## Instructions to follow
An exact copy of every entry is what's needed, so please transcribe them all.

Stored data
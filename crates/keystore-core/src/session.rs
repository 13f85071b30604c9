//! Session secret for unprotected session-scope records
//!
//! When a user stores a key for the session without choosing a password, the
//! key is still encrypted, under a random secret that only lives in this
//! process. Losing the process loses the secret, which ends the session.

use rand::{rngs::OsRng, RngCore};
use tokio::sync::RwLock;
use tracing::debug;

use crate::crypto::SecretString;
use crate::error::{KeyStoreError, Result};

/// Length of the random session secret in bytes (64 hex chars)
pub const SESSION_SECRET_LEN: usize = 32;

/// Generate a fresh random session secret, hex encoded
pub fn generate_session_secret() -> Result<SecretString> {
    let mut bytes = [0u8; SESSION_SECRET_LEN];
    OsRng.try_fill_bytes(&mut bytes).map_err(|e| {
        KeyStoreError::CryptoUnavailable(format!("secure random source failed: {}", e))
    })?;

    let secret = SecretString::new(hex::encode(bytes));
    zeroize::Zeroize::zeroize(&mut bytes);
    Ok(secret)
}

/// Per-process holder of the generated session secret
#[derive(Debug, Default)]
pub struct SessionKeyCache {
    secret: RwLock<Option<SecretString>>,
}

impl SessionKeyCache {
    pub fn new() -> Self {
        Self::default()
    }

    /// Secret of the current session, if one was started
    pub async fn current(&self) -> Option<SecretString> {
        self.secret.read().await.clone()
    }

    /// Secret of the current session, starting one if needed
    pub async fn get_or_create(&self) -> Result<SecretString> {
        let mut guard = self.secret.write().await;

        if let Some(secret) = guard.as_ref() {
            return Ok(secret.clone());
        }

        let secret = generate_session_secret()?;
        *guard = Some(secret.clone());
        debug!("Started new session secret");
        Ok(secret)
    }

    /// Forget the secret; records sealed with it become unreadable
    pub async fn end_session(&self) {
        let mut guard = self.secret.write().await;
        if guard.take().is_some() {
            debug!("Session secret discarded");
        }
    }
}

## Output below
filename crates/keystore-core/src/session.rs
repository 13f85071b30604c9
//! Session secret for unprotected session-scope records
//!
//! When a user stores a key for the session without choosing a password, the
//! key is still encrypted, under a random secret that only lives in this
//! process. Losing the process loses the secret, which ends the session.

use rand::{rngs::OsRng, RngCore};
use tokio::sync::RwLock;
use tracing::debug;

use crate::crypto::SecretString;
use crate::error::{KeyStoreError, Result};

/// Length of the random session secret in bytes (64 hex chars)
pub const SESSION_SECRET_LEN: usize = 32;

/// Generate a fresh random session secret, hex encoded
pub fn generate_session_secret() -> Result<SecretString> {
    let mut bytes = [0u8; SESSION_SECRET_LEN];
    OsRng.try_fill_bytes(&mut bytes).map_err(|e| {
        KeyStoreError::CryptoUnavailable(format!("secure random source failed: {}", e))
    })?;

    let secret = SecretString::new(hex::encode(bytes));
    zeroize::Zeroize::zeroize(&mut bytes);
    Ok(secret)
}

/// Per-process holder of the generated session secret
#[derive(Debug, Default)]
pub struct SessionKeyCache {
    secret: RwLock<Option<SecretString>>,
}

impl SessionKeyCache {
    pub fn new() -> Self {
        Self::default()
    }

    /// Secret of the current session, if one was started
    pub async fn current(&self) -> Option<SecretString> {
        self.secret.read().await.clone()
    }

    /// Secret of the current session, starting one if needed
    pub async fn get_or_create(&self) -> Result<SecretString> {
        let mut guard = self.secret.write().await;

        if let Some(secret) = guard.as_ref() {
            return Ok(secret.clone());
        }

        let secret = generate_session_secret()?;
        *guard = Some(secret.clone());
        debug!("Started new session secret");
        Ok(secret)
    }

    /// Forget the secret; records sealed with it become unreadable
    pub async fn end_session(&self) {
        let mut guard = self.secret.write().await;
        if guard.take().is_some() {
            debug!("Session secret discarded");
        }
    }
}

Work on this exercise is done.